“Impressive, yes,” he said, and she had to change mental gear: he was talking about the Needle. “Capitalism at its most naked, rearing high above the city. You don’t need me to mention Freud, I’m sure.”
“Perhaps not this early in the evening,” she heard herself say.
“And yet it’s impossible to avoid. Where there is money, there is also sex. Please.” He gestured with his fork. “Eat.”
It was as if he’d prepared it himself, and she wondered if that were a symptom of wealth; that you assume yourself the source of all your company’s needs and pleasures.
She ate. It was a scallop, over which had been drizzled a nutty-looking sauce which tasted of too many things for her tongue to process. And yet that ache inside, which food could not pacify, rolled over on its back and quietened. Eat. Eat some more. It wasn’t wrong to be hungry after all.
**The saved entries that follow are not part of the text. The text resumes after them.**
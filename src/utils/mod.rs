//! 工具函数模块

use crate::error::{FlareError, Result};
use rand::Rng;
use std::net::{IpAddr, Ipv4Addr, Ipv6Addr, SocketAddr};
use std::time::Duration;
use tokio::net::{TcpListener, TcpStream};
use tokio::time::{sleep, timeout};
use tracing::debug;

/// 在 `[min, max]` 中随机选择一个可以在回环地址上绑定的端口
pub fn rand_port(min: u16, max: u16, attempts: u32) -> Result<u16> {
    check_range(min, max)?;
    let mut rng = rand::thread_rng();

    for _ in 0..attempts {
        let port = rng.gen_range(min..=max);
        match std::net::TcpListener::bind((Ipv4Addr::LOCALHOST, port)) {
            Ok(_) => return Ok(port),
            Err(e) => debug!(port, error = %e, "Port probe failed"),
        }
    }

    Err(FlareError::configuration(format!(
        "no free port in {}-{} after {} attempts",
        min, max, attempts
    )))
}

/// 在 `[min, max]` 中随机选择端口并直接绑定，返回已绑定的监听器
pub async fn bind_in_range(host: IpAddr, min: u16, max: u16, attempts: u32) -> Result<TcpListener> {
    check_range(min, max)?;

    for _ in 0..attempts {
        let port = rand::thread_rng().gen_range(min..=max);
        match TcpListener::bind(SocketAddr::new(host, port)).await {
            Ok(listener) => return Ok(listener),
            Err(e) => debug!(host = %host, port, error = %e, "Bind attempt failed"),
        }
    }

    Err(FlareError::configuration(format!(
        "failed to bind {} in port range {}-{} after {} attempts",
        host, min, max, attempts
    )))
}

fn check_range(min: u16, max: u16) -> Result<()> {
    if min == 0 || min > max {
        return Err(FlareError::configuration(format!(
            "invalid port range {}-{}",
            min, max
        )));
    }
    Ok(())
}

/// 未指定地址（`0.0.0.0`、`::`）替换为对应的回环地址
pub fn advertised_ip(ip: IpAddr) -> IpAddr {
    match ip {
        IpAddr::V4(v4) if v4.is_unspecified() => IpAddr::V4(Ipv4Addr::LOCALHOST),
        IpAddr::V6(v6) if v6.is_unspecified() => IpAddr::V6(Ipv6Addr::LOCALHOST),
        other => other,
    }
}

/// `host:port`，IPv6 地址带方括号
pub fn join_host_port(host: &str, port: u16) -> String {
    if host.contains(':') && !host.starts_with('[') {
        format!("[{}]:{}", host, port)
    } else {
        format!("{}:{}", host, port)
    }
}

/// 等待服务启动就绪（通过 TCP 连接重试）
///
/// 使用指数退避重试连接，直到服务真正可以接受连接，总耗时不超过 10 秒。
pub async fn wait_for_server_ready(address: SocketAddr) -> Result<()> {
    const MAX_RETRIES: u32 = 30;
    const INITIAL_DELAY_MS: u64 = 50;
    const MAX_DELAY_MS: u64 = 500;
    const TOTAL_TIMEOUT: Duration = Duration::from_secs(10);

    let start = std::time::Instant::now();
    let mut delay_ms = INITIAL_DELAY_MS;

    for attempt in 1..=MAX_RETRIES {
        if start.elapsed() > TOTAL_TIMEOUT {
            return Err(FlareError::timeout(format!(
                "server {} not ready after {:?}",
                address, TOTAL_TIMEOUT
            )));
        }

        match timeout(Duration::from_millis(100), TcpStream::connect(address)).await {
            Ok(Ok(_)) => {
                debug!(
                    address = %address,
                    attempts = attempt,
                    elapsed_ms = start.elapsed().as_millis() as u64,
                    "Server is ready"
                );
                return Ok(());
            }
            Ok(Err(e)) => {
                debug!(address = %address, attempt, error = %e, "Connection attempt failed, retrying...");
            }
            Err(_) => {
                debug!(address = %address, attempt, "Connection attempt timed out, retrying...");
            }
        }

        sleep(Duration::from_millis(delay_ms)).await;
        delay_ms = (delay_ms * 2).min(MAX_DELAY_MS);
    }

    Err(FlareError::timeout(format!(
        "server {} not ready after {} attempts",
        address, MAX_RETRIES
    )))
}

#[cfg(test)]
mod tests {
    use super::*;

    #[test]
    fn rand_port_stays_in_range() {
        let port = rand_port(20000, 50000, 100).unwrap();
        assert!((20000..=50000).contains(&port));
    }

    #[test]
    fn inverted_range_is_rejected() {
        assert!(rand_port(5000, 4000, 10).is_err());
    }

    #[test]
    fn unspecified_hosts_become_loopback() {
        assert_eq!(advertised_ip("0.0.0.0".parse().unwrap()), IpAddr::V4(Ipv4Addr::LOCALHOST));
        assert_eq!(advertised_ip("::".parse().unwrap()), IpAddr::V6(Ipv6Addr::LOCALHOST));
        assert_eq!(advertised_ip("10.0.0.5".parse().unwrap()), "10.0.0.5".parse::<IpAddr>().unwrap());
        assert_eq!(join_host_port("::1", 80), "[::1]:80");
    }

    #[tokio::test]
    async fn wait_for_bound_listener() {
        let listener = TcpListener::bind("127.0.0.1:0").await.unwrap();
        let addr = listener.local_addr().unwrap();
        wait_for_server_ready(addr).await.unwrap();
    }
}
He was saying, “And where there’s sex, trouble follows. I’ve been seeing posters everywhere, hearing news reports. This Stop the City rally. Are your masters at the Department of Energy worried about it?”
That joke could wear thin. “It’s not ideal timing. But our route avoids it.”
“I’m surprised your authorities allow it on a weekday.”
“I suppose the organisers felt there was little point in bringing the City to its knees at the weekend, when the City’s out of town.” Her bag buzzed. That was her phone receiving a text, but there was nobody she wanted to hear from. She ignored it, and speared another scallop.
He said, “And it won’t get out of hand?”
Similar demonstrations had seen burning cars and shattered windows. But the violence tended to be contained. “These things are strenuously policed. The timing’s a pain, but it’s just one of those things. We’ll work round it.”
Arkady Pashkin nodded thoughtfully. “I’ll trust you and your colleague to get me there and back safely.”
She smiled again. It felt more natural this time. Maybe because she was thinking that there was no chance Pashkin would be trusting her to do anything, once this evening was over.
Always supposing he was still alive.
For some reason River had expected it to be different, this side of the fence; lighter, perhaps; easier underfoot. But having followed Griff through not much of a gap in the spiky undergrowth, to a sheared-through section of the wire fence that peeled back, he found everything much the same, except that there was no defined track, and he was muddier.
“Where now?” he asked, breathing hard.
“The main complex’s two miles that way.” River couldn’t tell which direction Griff was pointing. “We pass some abandoned buildings first, half a mile or so. Ruined. Leave buildings untended, that’s gunna happen.”
“How often do you come here?”
“When I feel like it. It’s a good place for rabbiting.”
“How many other ways in are there?”
“That one’s easiest. Used to be another towards Upshott, where you could lift a post clean out of the ground and just walk in over the fence. But it was cemented back in place.”
They began to walk. The ground was slick, and inclined downwards; he slipped and would have hit the ground if Griff hadn’t steadied him. “Careful.” Then the clouds thinned, and a sliver of light gleamed from behind a gauzy curtain. River saw Griff’s face clearly for the first time since leaving the pub. He was grinning, showing teeth as grey as his pitted skin, his mottled scalp. He seemed to be reflecting that scrap of moon.
Darker shadows waited at the foot of the incline. River couldn’t make out whether they were trees or buildings, then understood they were both. There were four buildings, mostly roofless, and jutting out from their broken walls were long spectral branches, which caught a shiver of wind as he watched, and beckoned him onwards. Then the heavens shifted again, and the moonlight faded.
“So,” River said. “If someone just turned up looking for a way in, he’d not be likely to find it?”
Griff said, “Might, if he was smart or lucky. Or both.”
“You ever run across anyone in here?”
Griff made a snickering noise. “Scared?”
“I’m wondering how secure it is.”
“There’s patrols, and some places are wired. You want to avoid them.”
“Wired?”
“Tripwires. Lights and sirens. Mostly near the base, though.”
“Any round here?”
“You’ll know soon enough, won’t you? If you tread on one.”
That would be a laugh, thought River.
Holding an arm out for balance, he followed Griff towards the smashed-up buildings.
Pashkin said, “I ought to ask, you’re not married?”
“Only to the job.”
“And these, ah, messages you’re getting. They’re not from an irate lover?”
Louisa said, “I have no lover. Irate or otherwise.”
She’d received three further texts, but hadn’t read them.